Data excerpts:
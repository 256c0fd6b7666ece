//! Register Use Case
//!
//! Creates a new user account.

use std::sync::Arc;

use crate::application::config::MarketplaceConfig;
use crate::application::credentials::hash_password;
use crate::application::input::require_filled;
use crate::domain::entity::user::User;
use crate::domain::repository::UserRepository;
use crate::domain::value_object::{
    email::Email,
    user_name::UserName,
    user_password::RawPassword,
    user_role::UserRole,
};
use crate::error::{MarketError, MarketResult};

/// Register input
pub struct RegisterInput {
    pub user_name: String,
    pub email: String,
    pub password: String,
    pub repeat_password: String,
    pub accepted_terms: bool,
}

/// Register use case
pub struct RegisterUseCase<U>
where
    U: UserRepository,
{
    user_repo: Arc<U>,
    config: Arc<MarketplaceConfig>,
}

impl<U> RegisterUseCase<U>
where
    U: UserRepository,
{
    pub fn new(user_repo: Arc<U>, config: Arc<MarketplaceConfig>) -> Self {
        Self { user_repo, config }
    }

    pub async fn execute(&self, input: RegisterInput) -> MarketResult<User> {
        self.register(input, UserRole::User).await
    }

    /// Create the configured administrator unless that email is registered
    ///
    /// Returns `None` when the account already exists.
    pub async fn seed_admin(
        &self,
        user_name: String,
        email: String,
        password: String,
    ) -> MarketResult<Option<User>> {
        let parsed = Email::new(&email)?;
        if self.user_repo.exists_by_email(&parsed).await? {
            tracing::debug!(email = %parsed, "Administrator already present");
            return Ok(None);
        }

        let input = RegisterInput {
            user_name,
            email,
            repeat_password: password.clone(),
            password,
            accepted_terms: true,
        };

        self.register(input, UserRole::Admin).await.map(Some)
    }

    async fn register(&self, input: RegisterInput, user_role: UserRole) -> MarketResult<User> {
        require_filled(&[
            &input.user_name,
            &input.email,
            &input.password,
            &input.repeat_password,
        ])?;

        // Checks run in the order the registration form reports them
        let user_name = UserName::new(&input.user_name)?;
        if self.user_repo.exists_by_user_name(&user_name).await? {
            return Err(MarketError::UserNameTaken);
        }

        let email = Email::new(&input.email)?;
        if self.user_repo.exists_by_email(&email).await? {
            return Err(MarketError::EmailTaken);
        }

        let password = RawPassword::new(input.password, self.config.min_password_length)?;
        let repeat = RawPassword::for_verification(input.repeat_password)?;
        if !password.matches(&repeat) {
            return Err(MarketError::PasswordMismatch);
        }

        if !input.accepted_terms {
            return Err(MarketError::TermsNotAccepted);
        }

        let password_hash = hash_password(self.config.hasher()?, password).await?;

        let mut user = User::new(user_name, email, password_hash);
        user.set_role(user_role);

        self.user_repo.create(&user).await?;

        tracing::info!(
            user_id = %user.user_id,
            user_name = %user.user_name,
            user_role = %user.user_role,
            "User registered"
        );

        Ok(user)
    }
}
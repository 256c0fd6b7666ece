//! Enrolled User Aggregate
//!
//! A user loaded together with every course they own. Enrollment changes
//! go through this aggregate and are persisted with
//! `UserRepository::save_enrollments`.

use crate::domain::entity::{course::Course, user::User};
use crate::domain::value_object::CourseId;

#[derive(Debug, Clone)]
pub struct EnrolledUser {
    pub user: User,
    pub courses: Vec<Course>,
}

impl EnrolledUser {
    pub fn new(user: User, courses: Vec<Course>) -> Self {
        Self { user, courses }
    }

    pub fn owns(&self, course_id: &CourseId) -> bool {
        self.courses.iter().any(|c| &c.course_id == course_id)
    }

    /// Add a course; returns `false` when it was already owned
    pub fn enroll(&mut self, course: Course) -> bool {
        if self.owns(&course.course_id) {
            return false;
        }
        self.courses.push(course);
        true
    }

    /// Remove a course; returns `false` when it was not owned
    pub fn withdraw(&mut self, course_id: &CourseId) -> bool {
        let before = self.courses.len();
        self.courses.retain(|c| &c.course_id != course_id);
        self.courses.len() != before
    }

    pub fn course_ids(&self) -> impl Iterator<Item = &CourseId> {
        self.courses.iter().map(|c| &c.course_id)
    }
}

#[cfg(test)]
mod tests {
    use super::*;
    use crate::domain::value_object::{
        course_name::CourseName, email::Email, money::Money, user_name::UserName,
        user_password::{RawPassword, UserPassword},
    };
    use platform::password::PasswordHasher;

    fn enrolled() -> EnrolledUser {
        let raw = RawPassword::new("secret1".to_string(), 5).unwrap();
        let user = User::new(
            UserName::new("alice").unwrap(),
            Email::new("alice@x.com").unwrap(),
            UserPassword::from_raw(&raw, &PasswordHasher::new(4).unwrap()).unwrap(),
        );
        EnrolledUser::new(user, Vec::new())
    }

    fn course(name: &str) -> Course {
        Course::new(
            CourseName::new(name).unwrap(),
            "desc".to_string(),
            Money::parse("20").unwrap(),
            "https://example.com".to_string(),
        )
    }

    #[test]
    fn test_enroll_is_idempotent() {
        let mut user = enrolled();
        let rust = course("Rust");

        assert!(user.enroll(rust.clone()));
        assert!(!user.enroll(rust.clone()));
        assert_eq!(user.courses.len(), 1);
        assert!(user.owns(&rust.course_id));
    }

    #[test]
    fn test_withdraw() {
        let mut user = enrolled();
        let rust = course("Rust");
        let sql = course("SQL");
        user.enroll(rust.clone());
        user.enroll(sql.clone());

        assert!(user.withdraw(&rust.course_id));
        assert!(!user.withdraw(&rust.course_id));
        assert_eq!(user.course_ids().collect::<Vec<_>>(), vec![&sql.course_id]);
    }
}
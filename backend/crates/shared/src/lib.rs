//! Shared Kernel - Domain-crossing minimal core
//!
//! This crate contains the "smallest core" of domain vocabulary:
//! - Failure classification ([`error::kind::ErrorKind`]) and the user-facing
//!   [`error::app_error::AppError`] value
//! - Typed entity identifiers ([`id::Id`])
//!
//! **Design Principle**: Only include things that are "hard to change"
//! and have consistent meaning across all domains.

pub mod error {
    pub mod app_error;
    pub mod conversions;
    pub mod kind;
}
pub mod id;
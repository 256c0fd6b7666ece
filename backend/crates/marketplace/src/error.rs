//! Marketplace Error Types
//!
//! This module provides marketplace-specific error variants that integrate
//! with the unified `kernel::error::AppError` system.
//!
//! Callers receive an `AppError` through [`MarketError::into_app_error`]:
//! user errors keep their message, storage and internal failures are logged
//! and replaced with a generic one.

use kernel::error::{app_error::AppError, kind::ErrorKind};
use platform::password::{PasswordHashError, PasswordPolicyError};
use thiserror::Error;

use crate::domain::value_object::{
    course_name::CourseNameError,
    email::EmailError,
    money::{Money, MoneyError},
    user_name::UserNameError,
};

/// Marketplace-specific result type alias
pub type MarketResult<T> = Result<T, MarketError>;

/// Message shown for any storage or internal failure
const GENERIC_FAILURE: &str = "Operation failed, please try again";

/// Marketplace-specific error variants
#[derive(Debug, Error)]
pub enum MarketError {
    // ------------------------------------------------------------------
    // Validation
    // ------------------------------------------------------------------
    #[error("All fields must be filled in")]
    MissingFields,

    #[error("{0}")]
    InvalidUserName(UserNameError),

    #[error("Email address is invalid")]
    InvalidEmail(#[from] EmailError),

    #[error("Password must be at least {min} characters")]
    PasswordTooShort { min: usize },

    #[error("{0}")]
    InvalidPassword(PasswordPolicyError),

    #[error("Passwords do not match")]
    PasswordMismatch,

    #[error("You must accept the terms of service")]
    TermsNotAccepted,

    #[error("{0}")]
    InvalidCourseName(#[from] CourseNameError),

    #[error("Course {field} must be at least {min} characters")]
    InvalidCourseField { field: &'static str, min: usize },

    #[error("{0}")]
    InvalidAmount(#[from] MoneyError),

    #[error("Amount must be greater than zero")]
    NonPositiveAmount,

    #[error("Balance cannot be negative")]
    NegativeBalance,

    // ------------------------------------------------------------------
    // Authentication / authorization
    // ------------------------------------------------------------------
    #[error("Incorrect password")]
    InvalidCredentials,

    #[error("You are not signed in")]
    NotAuthenticated,

    #[error("Administrator privileges required")]
    AdminRequired,

    #[error("You cannot delete your own account")]
    SelfDeletion,

    // ------------------------------------------------------------------
    // Lookups and conflicts
    // ------------------------------------------------------------------
    #[error("No user with this email address exists")]
    UserNotFound,

    #[error("Course not found")]
    CourseNotFound,

    #[error("User name is already taken")]
    UserNameTaken,

    #[error("Email address is already in use")]
    EmailTaken,

    #[error("A course with this name already exists")]
    CourseNameTaken,

    #[error("You already own this course")]
    AlreadyOwned,

    #[error("Insufficient funds: balance {balance}, price {price}")]
    InsufficientFunds { balance: Money, price: Money },

    // ------------------------------------------------------------------
    // Failures
    // ------------------------------------------------------------------
    /// Storage failure inside a unit of work
    #[error("Storage error in {operation}: {source}")]
    Storage {
        operation: &'static str,
        #[source]
        source: sqlx::Error,
    },

    #[error("Password hashing failed: {0}")]
    PasswordHash(#[from] PasswordHashError),

    #[error("Internal error: {0}")]
    Internal(String),
}

impl MarketError {
    /// Get the ErrorKind for this error
    pub fn kind(&self) -> ErrorKind {
        use MarketError::*;
        match self {
            MissingFields
            | InvalidUserName(_)
            | InvalidEmail(_)
            | PasswordTooShort { .. }
            | InvalidPassword(_)
            | PasswordMismatch
            | TermsNotAccepted
            | InvalidCourseName(_)
            | InvalidCourseField { .. }
            | InvalidAmount(_)
            | NonPositiveAmount
            | NegativeBalance => ErrorKind::Validation,
            InvalidCredentials | NotAuthenticated => ErrorKind::Unauthorized,
            AdminRequired | SelfDeletion => ErrorKind::Forbidden,
            UserNotFound | CourseNotFound => ErrorKind::NotFound,
            UserNameTaken | EmailTaken | CourseNameTaken | AlreadyOwned => ErrorKind::Conflict,
            InsufficientFunds { .. } => ErrorKind::InsufficientFunds,
            Storage { .. } => ErrorKind::Storage,
            PasswordHash(_) | Internal(_) => ErrorKind::Internal,
        }
    }

    /// Convert to AppError
    ///
    /// Storage and internal details never reach the message.
    pub fn to_app_error(&self) -> AppError {
        let kind = self.kind();
        if kind.is_storage_failure() {
            return AppError::new(kind, GENERIC_FAILURE);
        }

        let err = AppError::new(kind, self.to_string());
        match self {
            MarketError::InsufficientFunds { .. } => {
                err.with_action("Top up your balance and try again")
            }
            MarketError::NotAuthenticated => err.with_action("Please sign in"),
            _ => err,
        }
    }

    /// Log, then convert to AppError
    ///
    /// A constraint violation that slipped past the pre-checks (two writers
    /// racing for the same name) keeps its conflict or validation kind.
    pub fn into_app_error(self) -> AppError {
        self.log();
        match self {
            MarketError::Storage { source, .. } => {
                let converted = AppError::from(source);
                if converted.is_user_error() {
                    converted
                } else {
                    AppError::new(converted.kind(), GENERIC_FAILURE)
                }
            }
            other => other.to_app_error(),
        }
    }

    /// Log the error with appropriate level
    pub fn log(&self) {
        match self {
            MarketError::Storage { operation, source } => {
                tracing::error!(operation, error = %source, "Marketplace storage error");
            }
            MarketError::PasswordHash(e) => {
                tracing::error!(error = %e, "Password hashing error");
            }
            MarketError::Internal(msg) => {
                tracing::error!(message = %msg, "Marketplace internal error");
            }
            MarketError::InvalidCredentials => {
                tracing::warn!("Invalid login attempt");
            }
            MarketError::AdminRequired | MarketError::SelfDeletion => {
                tracing::warn!(error = %self, "Rejected privileged operation");
            }
            _ => {
                tracing::debug!(error = %self, "Marketplace request rejected");
            }
        }
    }
}

impl From<MarketError> for AppError {
    fn from(err: MarketError) -> Self {
        err.into_app_error()
    }
}

impl From<UserNameError> for MarketError {
    fn from(err: UserNameError) -> Self {
        MarketError::InvalidUserName(err)
    }
}

#[cfg(test)]
mod tests {
    use super::*;

    #[test]
    fn test_kinds() {
        assert_eq!(MarketError::MissingFields.kind(), ErrorKind::Validation);
        assert_eq!(MarketError::InvalidCredentials.kind(), ErrorKind::Unauthorized);
        assert_eq!(MarketError::SelfDeletion.kind(), ErrorKind::Forbidden);
        assert_eq!(MarketError::UserNotFound.kind(), ErrorKind::NotFound);
        assert_eq!(MarketError::EmailTaken.kind(), ErrorKind::Conflict);
        assert_eq!(
            MarketError::InsufficientFunds {
                balance: Money::parse("10").unwrap(),
                price: Money::parse("20").unwrap()
            }
            .kind(),
            ErrorKind::InsufficientFunds
        );
        assert_eq!(
            MarketError::Internal("boom".into()).kind(),
            ErrorKind::Internal
        );
    }

    #[test]
    fn test_storage_details_hidden() {
        let err = MarketError::Storage {
            operation: "user.create",
            source: sqlx::Error::PoolTimedOut,
        };
        let app_err = err.into_app_error();
        assert_eq!(app_err.kind(), ErrorKind::Storage);
        assert_eq!(app_err.message(), GENERIC_FAILURE);
    }

    #[test]
    fn test_user_message_kept() {
        let app_err = MarketError::PasswordTooShort { min: 5 }.to_app_error();
        assert_eq!(app_err.message(), "Password must be at least 5 characters");

        let app_err: AppError = MarketError::InvalidEmail(EmailError::InvalidFormat).into();
        assert_eq!(app_err.message(), "Email address is invalid");
    }

    #[test]
    fn test_insufficient_funds_action() {
        let app_err = MarketError::InsufficientFunds {
            balance: Money::parse("10").unwrap(),
            price: Money::parse("20").unwrap(),
        }
        .to_app_error();
        assert!(app_err.action().is_some());
        assert!(app_err.message().contains("20.00"));
    }
}
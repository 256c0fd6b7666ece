//! User Password Value Object
//!
//! Domain value object for user passwords.
//! Delegates to `platform::password` for cryptographic operations.
//!
//! ## Usage
//! ```rust
//! use marketplace::domain::value_object::user_password::{RawPassword, UserPassword};
//! use platform::password::PasswordHasher;
//!
//! let raw = RawPassword::new("secret1".to_string(), 5).unwrap();
//! let hasher = PasswordHasher::new(4).unwrap();
//!
//! let hashed = UserPassword::from_raw(&raw, &hasher).unwrap();
//! assert!(hashed.verify(&raw));
//! ```

use platform::password::{ClearTextPassword, HashedPassword, PasswordHasher};
use std::fmt;

use crate::error::{MarketError, MarketResult};

// ============================================================================
// Raw Password (User Input)
// ============================================================================

/// Raw password from user input
///
/// Wrapper around `ClearTextPassword` that applies the minimum length
/// policy. Memory is zeroized when dropped.
pub struct RawPassword(ClearTextPassword);

impl RawPassword {
    /// Create a new raw password, requiring at least `min_length` characters
    pub fn new(raw: String, min_length: usize) -> MarketResult<Self> {
        let password = Self::for_verification(raw)?;
        password.ensure_hashable()?;
        password.ensure_min_length(min_length)?;
        Ok(password)
    }

    /// Wrap without the length policy
    ///
    /// Used when checking a password that was set under an older policy,
    /// including one longer than bcrypt reads.
    pub fn for_verification(raw: String) -> MarketResult<Self> {
        ClearTextPassword::for_verification(raw)
            .map(Self)
            .map_err(MarketError::InvalidPassword)
    }

    pub fn ensure_min_length(&self, min_length: usize) -> MarketResult<()> {
        if self.0.char_count() < min_length {
            return Err(MarketError::PasswordTooShort { min: min_length });
        }
        Ok(())
    }

    /// Must pass before the password is hashed
    pub fn ensure_hashable(&self) -> MarketResult<()> {
        self.0.ensure_hashable().map_err(MarketError::InvalidPassword)
    }

    /// Compare with a confirmation entry
    pub fn matches(&self, other: &RawPassword) -> bool {
        self.0.matches(&other.0)
    }

    pub fn as_clear_text(&self) -> &ClearTextPassword {
        &self.0
    }
}

impl fmt::Debug for RawPassword {
    fn fmt(&self, f: &mut fmt::Formatter<'_>) -> fmt::Result {
        f.write_str("RawPassword([REDACTED])")
    }
}

// ============================================================================
// User Password (Hashed, for storage)
// ============================================================================

/// Hashed password for storage
#[derive(Clone, PartialEq, Eq)]
pub struct UserPassword(HashedPassword);

impl UserPassword {
    /// Hash a raw password with a fresh salt
    pub fn from_raw(raw: &RawPassword, hasher: &PasswordHasher) -> MarketResult<Self> {
        let hashed = hasher.hash(raw.as_clear_text())?;
        Ok(Self(hashed))
    }

    /// Restore from a stored hash string
    pub fn from_db(hash: impl Into<String>) -> MarketResult<Self> {
        HashedPassword::from_stored(hash)
            .map(Self)
            .map_err(|e| MarketError::Internal(format!("Stored password hash is unreadable: {e}")))
    }

    /// Verify a raw password against this hash
    pub fn verify(&self, raw: &RawPassword) -> bool {
        self.0.verify(raw.as_clear_text())
    }

    /// Hash string for storage
    pub fn as_str(&self) -> &str {
        self.0.as_str()
    }

    /// Check whether the hash was produced with a different work factor
    pub fn needs_rehash(&self, cost: u32) -> bool {
        self.0.needs_rehash(cost)
    }
}

impl fmt::Debug for UserPassword {
    fn fmt(&self, f: &mut fmt::Formatter<'_>) -> fmt::Result {
        f.write_str("UserPassword([HASH])")
    }
}
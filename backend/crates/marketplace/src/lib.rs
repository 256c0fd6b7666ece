//! Marketplace Backend Module
//!
//! Clean Architecture structure:
//! - `domain/` - Entities, value objects, session, repository traits
//! - `application/` - Use cases and the [`MarketplaceService`] facade
//! - `infra/` - SQLite implementation with per-operation units of work
//!
//! ## Features
//! - Registration and sign-in with email + password
//! - Balances, course purchases and administrator enrollment changes
//! - Course catalog with search, sorting and paging
//!
//! ## Security Model
//! - Passwords hashed with bcrypt, upgraded on sign-in when the cost changes
//! - Sessions are plain values owned by the caller; no global state
//! - Storage failures reach callers only as a generic message

pub mod application;
pub mod domain;
pub mod error;
pub mod infra;

// Re-exports for convenience
pub use application::config::MarketplaceConfig;
pub use application::service::MarketplaceService;
pub use domain::entity::session::Session;
pub use error::{MarketError, MarketResult};
pub use infra::sqlite::{MIGRATOR, SqliteStore};

// Re-export kernel error types for unified error handling
pub use kernel::error::{
    app_error::{AppError, AppResult},
    kind::ErrorKind,
};

pub mod models {
    pub use crate::domain::entity::*;
    pub use crate::domain::value_object::*;
}

#[cfg(test)]
mod tests;
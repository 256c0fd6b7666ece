use derive_more::Display;
use serde::{Deserialize, Serialize};
use thiserror::Error;

/// Minimum length for course name (in characters)
pub const COURSE_NAME_MIN_LENGTH: usize = 3;

#[derive(Debug, Clone, PartialEq, Eq, Error)]
pub enum CourseNameError {
    #[error("Course name cannot be empty")]
    Empty,

    #[error("Course name must be at least {min} characters")]
    TooShort { min: usize },
}

/// Unique course name, trimmed
#[derive(Debug, Clone, PartialEq, Eq, Hash, Serialize, Deserialize, Display)]
#[display("{_0}")]
#[serde(try_from = "String", into = "String")]
pub struct CourseName(String);

impl CourseName {
    pub fn new(input: impl AsRef<str>) -> Result<Self, CourseNameError> {
        let value = input.as_ref().trim();

        if value.is_empty() {
            return Err(CourseNameError::Empty);
        }

        if value.chars().count() < COURSE_NAME_MIN_LENGTH {
            return Err(CourseNameError::TooShort {
                min: COURSE_NAME_MIN_LENGTH,
            });
        }

        Ok(Self(value.to_string()))
    }

    #[inline]
    pub fn from_db<S: Into<String>>(s: S) -> Self {
        Self(s.into())
    }

    #[inline]
    pub fn as_str(&self) -> &str {
        &self.0
    }

    /// Case-insensitive substring match for catalog search
    pub fn contains_ignore_case(&self, needle: &str) -> bool {
        self.0.to_lowercase().contains(&needle.to_lowercase())
    }
}

impl TryFrom<String> for CourseName {
    type Error = CourseNameError;

    fn try_from(value: String) -> Result<Self, Self::Error> {
        Self::new(value)
    }
}

impl From<CourseName> for String {
    fn from(name: CourseName) -> Self {
        name.0
    }
}

impl AsRef<str> for CourseName {
    fn as_ref(&self) -> &str {
        &self.0
    }
}
//! Catalog Use Case
//!
//! Course listing with name search, price ordering and fixed-size pages,
//! plus a small random pick for the dashboard.

use std::sync::Arc;

use rand::Rng;
use rand::seq::SliceRandom;
use serde::{Deserialize, Serialize};

use crate::application::config::MarketplaceConfig;
use crate::domain::entity::course::Course;
use crate::domain::repository::CourseRepository;
use crate::error::MarketResult;

/// Catalog ordering
#[derive(Debug, Clone, Copy, PartialEq, Eq, Default, Serialize, Deserialize)]
#[serde(rename_all = "snake_case")]
pub enum CatalogSort {
    /// Alphabetical by name
    #[default]
    Name,
    /// Highest price first
    PriceHighest,
    /// Lowest price first
    PriceLowest,
}

/// Catalog search parameters
#[derive(Debug, Clone, Default, PartialEq, Eq, Serialize, Deserialize)]
pub struct CatalogQuery {
    /// Case-insensitive substring of the course name; empty matches all
    pub text: String,
    pub sort: CatalogSort,
    /// Zero-based page index
    pub page: usize,
}

/// One page of results
#[derive(Debug, Clone, PartialEq, Eq)]
pub struct Page<T> {
    pub items: Vec<T>,
    /// Zero-based index of this page, clamped to the last page
    pub page: usize,
    /// Always at least 1
    pub total_pages: usize,
    pub total_items: usize,
}

impl<T> Page<T> {
    /// Split `items` into pages of `page_size` and return page `page`
    pub fn paginate(items: Vec<T>, page: usize, page_size: usize) -> Self {
        let page_size = page_size.max(1);
        let total_items = items.len();
        let total_pages = total_items.div_ceil(page_size).max(1);
        let page = page.min(total_pages - 1);

        let items = items
            .into_iter()
            .skip(page * page_size)
            .take(page_size)
            .collect();

        Self {
            items,
            page,
            total_pages,
            total_items,
        }
    }

    pub fn has_next(&self) -> bool {
        self.page + 1 < self.total_pages
    }

    pub fn has_previous(&self) -> bool {
        self.page > 0
    }
}

pub struct CatalogUseCase<C>
where
    C: CourseRepository,
{
    course_repo: Arc<C>,
    config: Arc<MarketplaceConfig>,
}

impl<C> CatalogUseCase<C>
where
    C: CourseRepository,
{
    pub fn new(course_repo: Arc<C>, config: Arc<MarketplaceConfig>) -> Self {
        Self {
            course_repo,
            config,
        }
    }

    /// Every course, ordered by name
    pub async fn list(&self) -> MarketResult<Vec<Course>> {
        self.course_repo.list_all().await
    }

    /// Up to `count` distinct courses in random order
    pub async fn featured(&self, count: usize) -> MarketResult<Vec<Course>> {
        let courses = self.course_repo.list_all().await?;
        Ok(pick_random(courses, count, &mut rand::rng()))
    }

    pub async fn search(&self, query: &CatalogQuery) -> MarketResult<Page<Course>> {
        let courses = self.course_repo.list_all().await?;
        let matching = filter_and_sort(courses, &query.text, query.sort);

        Ok(Page::paginate(
            matching,
            query.page,
            self.config.catalog_page_size,
        ))
    }
}

fn pick_random<R>(mut courses: Vec<Course>, count: usize, rng: &mut R) -> Vec<Course>
where
    R: Rng + ?Sized,
{
    courses.shuffle(rng);
    courses.truncate(count);
    courses
}

fn filter_and_sort(courses: Vec<Course>, text: &str, sort: CatalogSort) -> Vec<Course> {
    let text = text.trim();
    let mut matching: Vec<Course> = courses
        .into_iter()
        .filter(|c| text.is_empty() || c.name.contains_ignore_case(text))
        .collect();

    // Stable sorts keep name order among equal prices
    match sort {
        CatalogSort::Name => matching.sort_by(|a, b| a.name.as_str().cmp(b.name.as_str())),
        CatalogSort::PriceHighest => matching.sort_by(|a, b| b.price.cmp(&a.price)),
        CatalogSort::PriceLowest => matching.sort_by(|a, b| a.price.cmp(&b.price)),
    }

    matching
}
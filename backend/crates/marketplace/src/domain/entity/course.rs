//! Course Entity

use crate::domain::value_object::{CourseId, course_name::CourseName, money::Money};

/// Course offered in the catalog
#[derive(Debug, Clone, PartialEq, Eq)]
pub struct Course {
    pub course_id: CourseId,
    pub name: CourseName,
    pub description: String,
    pub price: Money,
    /// External link to the course material
    pub link: String,
}

impl Course {
    pub fn new(name: CourseName, description: String, price: Money, link: String) -> Self {
        Self {
            course_id: CourseId::new(),
            name,
            description,
            price,
            link,
        }
    }
}
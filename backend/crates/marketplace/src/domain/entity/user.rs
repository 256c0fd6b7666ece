//! User Entity
//!
//! Account holder with credentials, balance and role.

use crate::domain::value_object::{
    UserId, email::Email, money::Money, user_name::UserName, user_password::UserPassword,
    user_role::UserRole,
};
use crate::error::MarketResult;

/// User entity
#[derive(Debug, Clone)]
pub struct User {
    /// Internal UUID identifier
    pub user_id: UserId,
    /// User name (unique, for display)
    pub user_name: UserName,
    /// Email (unique, for login)
    pub email: Email,
    /// bcrypt hash of the password
    pub password_hash: UserPassword,
    /// Account balance, never negative
    pub balance: Money,
    /// Role (User, Admin)
    pub user_role: UserRole,
}

impl User {
    /// Create a new user with an empty balance and the default role
    pub fn new(user_name: UserName, email: Email, password_hash: UserPassword) -> Self {
        Self {
            user_id: UserId::new(),
            user_name,
            email,
            password_hash,
            balance: Money::ZERO,
            user_role: UserRole::default(),
        }
    }

    pub fn is_admin(&self) -> bool {
        self.user_role.is_admin()
    }

    pub fn can_afford(&self, price: Money) -> bool {
        self.balance >= price
    }

    /// Add funds to the balance
    pub fn top_up(&mut self, amount: Money) -> MarketResult<()> {
        self.balance = self.balance.checked_add(amount)?;
        Ok(())
    }

    /// Take funds from the balance, failing if they do not cover `amount`
    pub fn debit(&mut self, amount: Money) -> MarketResult<()> {
        self.balance = self.balance.checked_sub(amount)?;
        Ok(())
    }

    pub fn set_balance(&mut self, balance: Money) {
        self.balance = balance;
    }

    pub fn set_password(&mut self, password_hash: UserPassword) {
        self.password_hash = password_hash;
    }

    pub fn set_role(&mut self, role: UserRole) {
        self.user_role = role;
    }
}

Task details: Where does the string "UserNameTaken" appear in the records? Copy every line that holds it.

Answer to this exercise:
            return Err(MarketError::UserNameTaken);
    UserNameTaken,
            UserNameTaken | EmailTaken | CourseNameTaken | AlreadyOwned => ErrorKind::Conflict,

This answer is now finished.